(DATA SUPPLIED Opens)

// ───────────────────────────────────────────────────────────────
// Tests
// ───────────────────────────────────────────────────────────────

#[cfg(test)]
mod tests {
    use super::*;
    use core::convert::Infallible;
    use core::sync::atomic::AtomicU32;
    use futures_lite::future::block_on;

    use crate::adapters::storage::MemoryBackend;
    use crate::sensors::flow::FrequencyCounter;

    /// Records every level written to a named line.
    #[derive(Clone)]
    struct MockPin {
        label: &'static str,
        log: Rc<RefCell<Vec<(&'static str, bool)>>>,
    }

    impl embedded_hal::digital::ErrorType for MockPin {
        type Error = Infallible;
    }

    impl OutputPin for MockPin {
        fn set_low(&mut self) -> Result<(), Infallible> {
            self.log.borrow_mut().push((self.label, false));
            Ok(())
        }
        fn set_high(&mut self) -> Result<(), Infallible> {
            self.log.borrow_mut().push((self.label, true));
            Ok(())
        }
    }

    struct NeverConfirmed;
    impl TransitionCheck for NeverConfirmed {
        async fn confirm(&self, _opening: bool) -> bool {
            false
        }
    }

    /// Fails the first `failures` confirms, then succeeds.
    struct FailThenPass {
        remaining: Cell<u8>,
        calls: Cell<u8>,
    }
    impl FailThenPass {
        fn new(failures: u8) -> Self {
            Self {
                remaining: Cell::new(failures),
                calls: Cell::new(0),
            }
        }
    }
    impl TransitionCheck for FailThenPass {
        async fn confirm(&self, _opening: bool) -> bool {
            self.calls.set(self.calls.get() + 1);
            if self.remaining.get() > 0 {
                self.remaining.set(self.remaining.get() - 1);
                false
            } else {
                true
            }
        }
    }

    fn pin_log() -> Rc<RefCell<Vec<(&'static str, bool)>>> {
        Rc::new(RefCell::new(Vec::new()))
    }

    fn pins(
        log: &Rc<RefCell<Vec<(&'static str, bool)>>>,
    ) -> (MockPin, MockPin, MockPin) {
        let mk = |label| MockPin {
            label,
            log: Rc::clone(log),
        };
        (mk("en"), mk("in1"), mk("in2"))
    }

    fn fast_settings() -> Rc<Settings> {
        let s = Settings::load(Box::new(MemoryBackend::new()));
        s.set("valve1--pulse_duration", 0.01).unwrap();
        Rc::new(s)
    }

    fn en_events(log: &Rc<RefCell<Vec<(&'static str, bool)>>>) -> Vec<bool> {
        log.borrow()
            .iter()
            .filter(|(l, _)| *l == "en")
            .map(|(_, v)| *v)
            .collect()
    }

    #[test]
    fn open_then_close_commits_state() {
        let log = pin_log();
        let (en, in1, in2) = pins(&log);
        let valve = Valve::new("valve1", en, in1, in2, fast_settings());

        block_on(async {
            assert_eq!(valve.current_state(), ValveState::Closed);
            assert_eq!(valve.set_state(true).await, Ok(ValveState::Open));
            assert_eq!(valve.current_state(), ValveState::Open);
            assert_eq!(valve.set_state(false).await, Ok(ValveState::Closed));
            assert_eq!(valve.current_state(), ValveState::Closed);
        });

        // Every pulse ends with the enable line deasserted.
        assert_eq!(en_events(&log).last(), Some(&false));
    }

    #[test]
    fn direction_lines_match_target() {
        let log = pin_log();
        let (en, in1, in2) = pins(&log);
        let valve = Valve::new("valve1", en, in1, in2, fast_settings());

        block_on(valve.set_state(true)).unwrap();
        let writes: Vec<_> = log.borrow().clone();
        // Opening pulse: in1 high, in2 low somewhere between en-low and en-high.
        assert!(writes.contains(&("in1", true)));
        assert!(writes.contains(&("in2", false)));

        log.borrow_mut().clear();
        block_on(valve.set_state(false)).unwrap();
        let writes: Vec<_> = log.borrow().clone();
        assert!(writes.contains(&("in1", false)));
        assert!(writes.contains(&("in2", true)));
    }

    #[test]
    fn unconfirmed_exhausts_attempt_budget() {
        let log = pin_log();
        let (en, in1, in2) = pins(&log);
        let mut valve =
            Valve::with_check("valve1", en, in1, in2, fast_settings(), NeverConfirmed);
        valve.set_attempts_limit(3);

        let result = block_on(valve.set_state(true));
        assert_eq!(result, Err(ValveError::Unconfirmed { attempts: 3 }));
        // State stays transient: physical state is unknown, not "closed".
        assert_eq!(valve.current_state(), ValveState::Opening);

        // Exactly 3 pulses, enable deasserted after each one.
        let en_log = en_events(&log);
        assert_eq!(en_log.iter().filter(|v| **v).count(), 3);
        assert_eq!(en_log.last(), Some(&false));
    }

    #[test]
    fn fail_once_succeeds_on_second_pulse() {
        let log = pin_log();
        let (en, in1, in2) = pins(&log);
        let check = FailThenPass::new(1);
        let valve = Valve::with_check("valve1", en, in1, in2, fast_settings(), check);

        assert_eq!(block_on(valve.set_state(true)), Ok(ValveState::Open));
        assert_eq!(valve.check.calls.get(), 2);
        assert_eq!(en_events(&log).iter().filter(|v| **v).count(), 2);
    }

    #[test]
    fn transient_state_visible_during_actuation() {
        let log = pin_log();
        let (en, in1, in2) = pins(&log);
        let valve = Valve::new("valve1", en, in1, in2, fast_settings());

        let ex: edge_executor::LocalExecutor<'_, 8> = edge_executor::LocalExecutor::new();
        block_on(ex.run(async {
            let task = ex.spawn(valve.set_state(true));
            Timer::after(Duration::from_millis(2)).await;
            assert_eq!(valve.current_state(), ValveState::Opening);
            assert_eq!(task.await, Ok(ValveState::Open));
        }));
    }

    #[test]
    fn concurrent_set_state_is_refused() {
        let log = pin_log();
        let (en, in1, in2) = pins(&log);
        let valve = Valve::new("valve1", en, in1, in2, fast_settings());

        let ex: edge_executor::LocalExecutor<'_, 8> = edge_executor::LocalExecutor::new();
        block_on(ex.run(async {
            let task = ex.spawn(valve.set_state(true));
            Timer::after(Duration::from_millis(2)).await;
            assert_eq!(valve.set_state(false).await, Err(ValveError::Busy));
            assert_eq!(task.await, Ok(ValveState::Open));
            // The busy flag clears once the first call resolves.
            assert_eq!(valve.set_state(false).await, Ok(ValveState::Closed));
        }));
    }

    #[test]
    fn flow_confirm_checks_rate_direction() {
        static EDGES: AtomicU32 = AtomicU32::new(0);
        static WINDOW: AtomicU32 = AtomicU32::new(0);
        let sensor = Rc::new(FlowSensor::new(
            FrequencyCounter::new(&EDGES, &WINDOW, 1_000),
            1.0,
        ));
        let check = FlowConfirm::new(Rc::clone(&sensor), Duration::from_millis(1));

        // No flow: closing confirms, opening does not.
        WINDOW.store(0, core::sync::atomic::Ordering::Relaxed);
        assert!(block_on(check.confirm(false)));
        assert!(!block_on(check.confirm(true)));

        // Flow present: opening confirms, closing does not.
        WINDOW.store(30, core::sync::atomic::Ordering::Relaxed);
        assert!(block_on(check.confirm(true)));
        assert!(!block_on(check.confirm(false)));
    }
}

(DATA SUPPLIED Closes)

• [TASK ITEM]: An exact copy of every line from the one containing "closing does not." through the last line of the entries is required; please add nothing.

• [RESPONSE BELOW]:
        // Flow present: opening confirms, closing does not.
        WINDOW.store(30, core::sync::atomic::Ordering::Relaxed);
        assert!(block_on(check.confirm(true)));
        assert!(!block_on(check.confirm(false)));
    }
}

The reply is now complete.